── EXERCISE DATA

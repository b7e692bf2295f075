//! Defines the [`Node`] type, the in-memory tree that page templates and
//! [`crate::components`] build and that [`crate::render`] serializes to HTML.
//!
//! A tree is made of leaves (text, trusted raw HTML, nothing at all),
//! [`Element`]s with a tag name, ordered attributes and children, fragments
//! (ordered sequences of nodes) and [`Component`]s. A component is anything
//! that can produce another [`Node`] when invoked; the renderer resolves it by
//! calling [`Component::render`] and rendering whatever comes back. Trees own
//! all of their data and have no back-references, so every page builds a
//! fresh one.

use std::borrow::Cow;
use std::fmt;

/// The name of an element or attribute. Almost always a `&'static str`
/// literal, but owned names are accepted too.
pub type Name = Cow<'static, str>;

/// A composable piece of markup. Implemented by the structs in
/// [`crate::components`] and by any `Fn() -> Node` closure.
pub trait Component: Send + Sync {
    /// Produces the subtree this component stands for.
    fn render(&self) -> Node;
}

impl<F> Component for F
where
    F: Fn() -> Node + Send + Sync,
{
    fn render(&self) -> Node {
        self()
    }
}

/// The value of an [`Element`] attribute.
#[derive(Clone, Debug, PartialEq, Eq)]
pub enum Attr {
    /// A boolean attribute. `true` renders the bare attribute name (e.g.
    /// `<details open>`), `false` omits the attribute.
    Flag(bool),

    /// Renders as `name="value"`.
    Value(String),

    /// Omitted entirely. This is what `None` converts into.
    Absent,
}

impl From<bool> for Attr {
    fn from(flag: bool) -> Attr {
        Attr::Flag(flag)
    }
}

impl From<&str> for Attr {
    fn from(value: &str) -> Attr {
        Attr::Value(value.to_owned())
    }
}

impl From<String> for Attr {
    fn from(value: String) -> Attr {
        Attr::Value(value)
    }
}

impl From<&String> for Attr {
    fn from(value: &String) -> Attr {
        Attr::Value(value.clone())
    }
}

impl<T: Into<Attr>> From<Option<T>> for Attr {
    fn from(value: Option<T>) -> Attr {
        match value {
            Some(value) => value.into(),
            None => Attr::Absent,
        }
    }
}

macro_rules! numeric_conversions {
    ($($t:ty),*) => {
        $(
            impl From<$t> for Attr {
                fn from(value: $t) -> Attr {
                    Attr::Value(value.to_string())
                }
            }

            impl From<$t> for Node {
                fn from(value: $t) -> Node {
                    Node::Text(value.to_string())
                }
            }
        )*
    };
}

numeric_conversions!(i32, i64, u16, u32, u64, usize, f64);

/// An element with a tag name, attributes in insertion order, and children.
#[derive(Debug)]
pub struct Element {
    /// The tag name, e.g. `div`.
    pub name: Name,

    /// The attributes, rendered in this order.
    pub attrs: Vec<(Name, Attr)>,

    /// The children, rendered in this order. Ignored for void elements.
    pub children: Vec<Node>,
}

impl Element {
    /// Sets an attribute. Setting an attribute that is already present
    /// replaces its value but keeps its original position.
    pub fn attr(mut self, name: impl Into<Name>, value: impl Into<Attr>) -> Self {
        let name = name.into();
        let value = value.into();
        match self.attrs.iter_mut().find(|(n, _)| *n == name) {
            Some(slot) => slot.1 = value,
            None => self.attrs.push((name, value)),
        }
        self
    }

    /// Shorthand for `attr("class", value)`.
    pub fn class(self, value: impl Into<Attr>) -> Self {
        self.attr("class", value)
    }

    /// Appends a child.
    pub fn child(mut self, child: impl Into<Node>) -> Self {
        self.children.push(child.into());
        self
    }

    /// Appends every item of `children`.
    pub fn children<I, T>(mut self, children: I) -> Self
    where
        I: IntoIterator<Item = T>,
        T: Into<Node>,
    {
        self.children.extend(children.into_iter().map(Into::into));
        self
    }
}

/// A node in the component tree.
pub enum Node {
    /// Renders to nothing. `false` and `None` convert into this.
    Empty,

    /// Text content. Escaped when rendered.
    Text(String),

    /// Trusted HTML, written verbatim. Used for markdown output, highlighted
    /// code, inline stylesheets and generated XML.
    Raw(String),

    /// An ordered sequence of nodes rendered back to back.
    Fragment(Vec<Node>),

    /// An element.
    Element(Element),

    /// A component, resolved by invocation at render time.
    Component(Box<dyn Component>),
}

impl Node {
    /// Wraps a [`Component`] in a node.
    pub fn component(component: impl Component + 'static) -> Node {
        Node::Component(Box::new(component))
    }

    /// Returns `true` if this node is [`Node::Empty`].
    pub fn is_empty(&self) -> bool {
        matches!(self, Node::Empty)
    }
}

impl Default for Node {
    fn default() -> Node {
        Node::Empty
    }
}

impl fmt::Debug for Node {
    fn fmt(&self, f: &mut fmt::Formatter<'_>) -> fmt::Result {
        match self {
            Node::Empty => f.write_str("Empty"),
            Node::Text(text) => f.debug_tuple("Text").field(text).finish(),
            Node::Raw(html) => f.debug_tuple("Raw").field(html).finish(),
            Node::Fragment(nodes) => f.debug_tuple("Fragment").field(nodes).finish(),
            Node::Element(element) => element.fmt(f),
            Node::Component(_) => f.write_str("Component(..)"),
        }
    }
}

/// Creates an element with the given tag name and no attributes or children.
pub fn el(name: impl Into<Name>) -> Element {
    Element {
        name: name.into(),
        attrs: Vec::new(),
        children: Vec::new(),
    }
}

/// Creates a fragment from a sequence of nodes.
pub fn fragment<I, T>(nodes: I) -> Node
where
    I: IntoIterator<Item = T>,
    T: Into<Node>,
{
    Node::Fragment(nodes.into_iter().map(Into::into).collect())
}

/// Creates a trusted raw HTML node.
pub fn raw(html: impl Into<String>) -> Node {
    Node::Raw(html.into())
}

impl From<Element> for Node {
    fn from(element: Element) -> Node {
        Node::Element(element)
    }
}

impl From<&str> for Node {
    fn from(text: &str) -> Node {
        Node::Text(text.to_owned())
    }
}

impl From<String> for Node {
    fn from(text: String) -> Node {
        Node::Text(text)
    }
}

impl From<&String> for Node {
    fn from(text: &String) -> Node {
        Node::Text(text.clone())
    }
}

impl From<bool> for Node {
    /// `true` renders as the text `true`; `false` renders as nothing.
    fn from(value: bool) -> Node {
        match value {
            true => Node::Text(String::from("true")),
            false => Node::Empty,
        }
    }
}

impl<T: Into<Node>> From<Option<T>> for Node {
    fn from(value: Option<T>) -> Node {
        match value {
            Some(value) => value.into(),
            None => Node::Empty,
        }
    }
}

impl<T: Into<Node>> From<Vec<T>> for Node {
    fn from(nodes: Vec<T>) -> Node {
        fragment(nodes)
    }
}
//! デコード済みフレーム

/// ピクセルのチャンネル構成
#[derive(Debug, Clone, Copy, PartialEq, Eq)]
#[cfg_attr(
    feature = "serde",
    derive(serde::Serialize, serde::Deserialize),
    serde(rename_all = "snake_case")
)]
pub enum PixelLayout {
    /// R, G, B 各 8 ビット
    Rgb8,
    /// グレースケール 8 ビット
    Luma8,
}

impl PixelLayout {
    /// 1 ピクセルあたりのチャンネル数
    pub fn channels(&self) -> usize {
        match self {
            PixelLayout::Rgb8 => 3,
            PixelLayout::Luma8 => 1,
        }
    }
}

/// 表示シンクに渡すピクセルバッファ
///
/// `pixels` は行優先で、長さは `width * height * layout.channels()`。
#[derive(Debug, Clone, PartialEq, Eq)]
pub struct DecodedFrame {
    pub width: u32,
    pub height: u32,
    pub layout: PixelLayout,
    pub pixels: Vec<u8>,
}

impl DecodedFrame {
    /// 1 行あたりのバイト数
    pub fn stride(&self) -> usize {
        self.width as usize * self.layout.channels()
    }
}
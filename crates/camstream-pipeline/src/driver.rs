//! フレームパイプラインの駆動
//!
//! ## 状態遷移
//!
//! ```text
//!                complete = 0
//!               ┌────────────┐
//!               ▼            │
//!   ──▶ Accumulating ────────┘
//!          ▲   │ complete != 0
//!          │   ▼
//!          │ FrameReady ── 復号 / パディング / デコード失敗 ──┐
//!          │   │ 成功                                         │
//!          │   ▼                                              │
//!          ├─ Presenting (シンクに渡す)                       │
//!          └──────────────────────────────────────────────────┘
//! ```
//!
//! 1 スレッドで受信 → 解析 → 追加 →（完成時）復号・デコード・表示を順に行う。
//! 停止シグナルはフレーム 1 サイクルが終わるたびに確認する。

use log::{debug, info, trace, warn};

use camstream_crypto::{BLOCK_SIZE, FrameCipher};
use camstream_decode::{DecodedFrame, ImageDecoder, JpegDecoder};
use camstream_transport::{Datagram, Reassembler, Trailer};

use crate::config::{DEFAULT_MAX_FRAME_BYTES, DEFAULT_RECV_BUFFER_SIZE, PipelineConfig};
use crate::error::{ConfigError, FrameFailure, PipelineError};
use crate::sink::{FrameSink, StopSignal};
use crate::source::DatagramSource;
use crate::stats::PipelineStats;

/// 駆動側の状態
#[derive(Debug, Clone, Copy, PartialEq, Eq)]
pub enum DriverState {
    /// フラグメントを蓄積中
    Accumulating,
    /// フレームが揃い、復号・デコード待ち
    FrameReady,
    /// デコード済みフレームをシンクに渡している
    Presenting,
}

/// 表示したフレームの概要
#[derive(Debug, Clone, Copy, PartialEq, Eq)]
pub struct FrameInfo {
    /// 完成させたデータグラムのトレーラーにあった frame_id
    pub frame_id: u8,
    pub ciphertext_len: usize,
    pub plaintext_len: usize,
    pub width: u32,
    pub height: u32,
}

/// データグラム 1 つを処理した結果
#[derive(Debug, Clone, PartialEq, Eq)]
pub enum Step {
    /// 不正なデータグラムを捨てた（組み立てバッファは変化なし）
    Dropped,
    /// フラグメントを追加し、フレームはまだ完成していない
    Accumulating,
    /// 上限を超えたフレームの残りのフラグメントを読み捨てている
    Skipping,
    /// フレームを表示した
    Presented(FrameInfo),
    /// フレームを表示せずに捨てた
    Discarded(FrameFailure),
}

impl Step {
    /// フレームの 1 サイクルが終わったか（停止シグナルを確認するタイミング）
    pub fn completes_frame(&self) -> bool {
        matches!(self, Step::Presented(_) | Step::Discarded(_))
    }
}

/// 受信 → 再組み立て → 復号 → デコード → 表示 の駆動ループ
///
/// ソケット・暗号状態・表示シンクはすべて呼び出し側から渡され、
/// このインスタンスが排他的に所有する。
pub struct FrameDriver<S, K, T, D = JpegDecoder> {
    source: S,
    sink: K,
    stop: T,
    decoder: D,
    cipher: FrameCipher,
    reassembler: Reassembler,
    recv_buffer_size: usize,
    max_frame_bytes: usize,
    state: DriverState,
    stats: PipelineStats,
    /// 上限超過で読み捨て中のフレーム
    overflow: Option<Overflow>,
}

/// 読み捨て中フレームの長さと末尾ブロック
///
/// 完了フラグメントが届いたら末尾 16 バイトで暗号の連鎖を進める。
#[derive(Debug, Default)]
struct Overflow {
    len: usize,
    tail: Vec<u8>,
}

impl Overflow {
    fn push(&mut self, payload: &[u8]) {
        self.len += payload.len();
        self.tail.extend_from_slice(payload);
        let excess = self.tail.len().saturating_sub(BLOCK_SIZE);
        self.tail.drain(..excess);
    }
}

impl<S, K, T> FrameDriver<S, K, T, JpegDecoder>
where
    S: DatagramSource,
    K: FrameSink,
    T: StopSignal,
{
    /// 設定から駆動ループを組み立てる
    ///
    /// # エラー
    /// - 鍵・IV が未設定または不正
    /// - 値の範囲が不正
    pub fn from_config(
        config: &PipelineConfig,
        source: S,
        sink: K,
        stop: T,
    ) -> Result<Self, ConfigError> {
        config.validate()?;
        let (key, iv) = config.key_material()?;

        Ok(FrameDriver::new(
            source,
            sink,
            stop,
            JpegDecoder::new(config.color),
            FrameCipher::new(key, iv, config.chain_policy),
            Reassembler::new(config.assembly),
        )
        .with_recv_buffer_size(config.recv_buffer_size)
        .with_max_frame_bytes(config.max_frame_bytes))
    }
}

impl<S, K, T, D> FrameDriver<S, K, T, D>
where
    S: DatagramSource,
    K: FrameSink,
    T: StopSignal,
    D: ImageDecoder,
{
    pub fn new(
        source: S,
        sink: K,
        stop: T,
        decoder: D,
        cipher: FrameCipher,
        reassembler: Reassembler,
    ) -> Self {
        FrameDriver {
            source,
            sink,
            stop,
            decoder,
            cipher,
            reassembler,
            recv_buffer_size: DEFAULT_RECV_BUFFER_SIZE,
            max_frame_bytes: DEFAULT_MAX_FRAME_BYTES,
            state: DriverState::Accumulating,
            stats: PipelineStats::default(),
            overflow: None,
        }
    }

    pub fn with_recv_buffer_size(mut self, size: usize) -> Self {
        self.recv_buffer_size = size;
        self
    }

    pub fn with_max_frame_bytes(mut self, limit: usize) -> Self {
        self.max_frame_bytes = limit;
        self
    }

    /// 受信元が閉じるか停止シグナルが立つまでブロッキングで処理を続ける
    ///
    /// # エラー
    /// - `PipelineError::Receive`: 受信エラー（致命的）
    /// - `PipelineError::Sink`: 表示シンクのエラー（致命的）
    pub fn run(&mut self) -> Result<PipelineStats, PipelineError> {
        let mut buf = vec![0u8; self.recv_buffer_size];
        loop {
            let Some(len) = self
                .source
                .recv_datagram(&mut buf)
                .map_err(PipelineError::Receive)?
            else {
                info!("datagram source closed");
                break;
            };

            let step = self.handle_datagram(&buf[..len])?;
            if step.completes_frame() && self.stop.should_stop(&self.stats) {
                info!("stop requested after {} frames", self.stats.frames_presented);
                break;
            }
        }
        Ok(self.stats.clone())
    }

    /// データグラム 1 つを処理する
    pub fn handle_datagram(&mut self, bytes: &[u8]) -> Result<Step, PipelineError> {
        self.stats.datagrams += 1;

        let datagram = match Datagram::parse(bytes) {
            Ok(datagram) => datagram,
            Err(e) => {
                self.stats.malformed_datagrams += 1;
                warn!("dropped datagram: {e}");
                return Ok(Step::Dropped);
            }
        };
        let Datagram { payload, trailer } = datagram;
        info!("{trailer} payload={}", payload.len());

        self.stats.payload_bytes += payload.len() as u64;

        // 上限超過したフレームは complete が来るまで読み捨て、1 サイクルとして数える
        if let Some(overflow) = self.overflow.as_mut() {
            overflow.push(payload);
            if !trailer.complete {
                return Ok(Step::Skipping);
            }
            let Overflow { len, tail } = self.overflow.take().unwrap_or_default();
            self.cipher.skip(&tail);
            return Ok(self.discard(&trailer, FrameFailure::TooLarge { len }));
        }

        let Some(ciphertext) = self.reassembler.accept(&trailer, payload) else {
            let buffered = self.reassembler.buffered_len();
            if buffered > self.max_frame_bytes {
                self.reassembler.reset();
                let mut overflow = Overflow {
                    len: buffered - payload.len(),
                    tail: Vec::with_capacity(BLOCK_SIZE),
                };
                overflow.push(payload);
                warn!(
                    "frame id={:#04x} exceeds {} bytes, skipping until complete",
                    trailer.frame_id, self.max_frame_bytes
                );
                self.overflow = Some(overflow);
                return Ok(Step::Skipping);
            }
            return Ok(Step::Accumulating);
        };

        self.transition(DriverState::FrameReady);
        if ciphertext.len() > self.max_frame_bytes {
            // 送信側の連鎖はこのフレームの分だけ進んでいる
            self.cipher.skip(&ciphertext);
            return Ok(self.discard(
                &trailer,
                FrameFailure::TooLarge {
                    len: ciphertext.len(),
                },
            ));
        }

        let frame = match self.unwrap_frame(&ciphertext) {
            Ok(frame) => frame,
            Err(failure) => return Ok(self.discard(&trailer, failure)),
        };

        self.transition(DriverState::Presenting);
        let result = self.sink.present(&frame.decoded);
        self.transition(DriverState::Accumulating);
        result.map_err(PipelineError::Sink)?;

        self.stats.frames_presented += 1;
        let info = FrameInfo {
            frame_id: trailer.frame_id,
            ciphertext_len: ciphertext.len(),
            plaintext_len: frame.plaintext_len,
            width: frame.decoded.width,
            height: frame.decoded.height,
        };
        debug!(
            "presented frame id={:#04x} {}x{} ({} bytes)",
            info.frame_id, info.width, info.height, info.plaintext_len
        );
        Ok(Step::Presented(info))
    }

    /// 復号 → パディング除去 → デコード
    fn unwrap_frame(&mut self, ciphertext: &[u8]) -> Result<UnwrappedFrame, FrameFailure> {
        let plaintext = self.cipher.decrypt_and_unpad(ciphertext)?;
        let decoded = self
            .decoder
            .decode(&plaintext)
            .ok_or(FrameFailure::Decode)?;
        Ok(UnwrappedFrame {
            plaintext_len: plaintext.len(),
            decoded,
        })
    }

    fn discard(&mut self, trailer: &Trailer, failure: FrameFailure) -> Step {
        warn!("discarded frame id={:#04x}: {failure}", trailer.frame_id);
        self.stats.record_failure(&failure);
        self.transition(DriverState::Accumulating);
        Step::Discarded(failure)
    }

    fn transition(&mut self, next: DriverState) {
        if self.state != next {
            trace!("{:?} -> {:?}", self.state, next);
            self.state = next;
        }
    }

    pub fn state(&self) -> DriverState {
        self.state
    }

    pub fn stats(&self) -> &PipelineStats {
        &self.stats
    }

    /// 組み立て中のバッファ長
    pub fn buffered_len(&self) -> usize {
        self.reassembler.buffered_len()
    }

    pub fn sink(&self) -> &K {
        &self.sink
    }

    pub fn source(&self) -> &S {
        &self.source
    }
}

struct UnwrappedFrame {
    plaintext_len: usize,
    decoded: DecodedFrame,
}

────

● **THE PROBLEM**
Copy out the lines of the data where the word "serde" can be found.

● **RESULT**
    feature = "serde",
    derive(serde::Serialize, serde::Deserialize),
    serde(rename_all = "snake_case")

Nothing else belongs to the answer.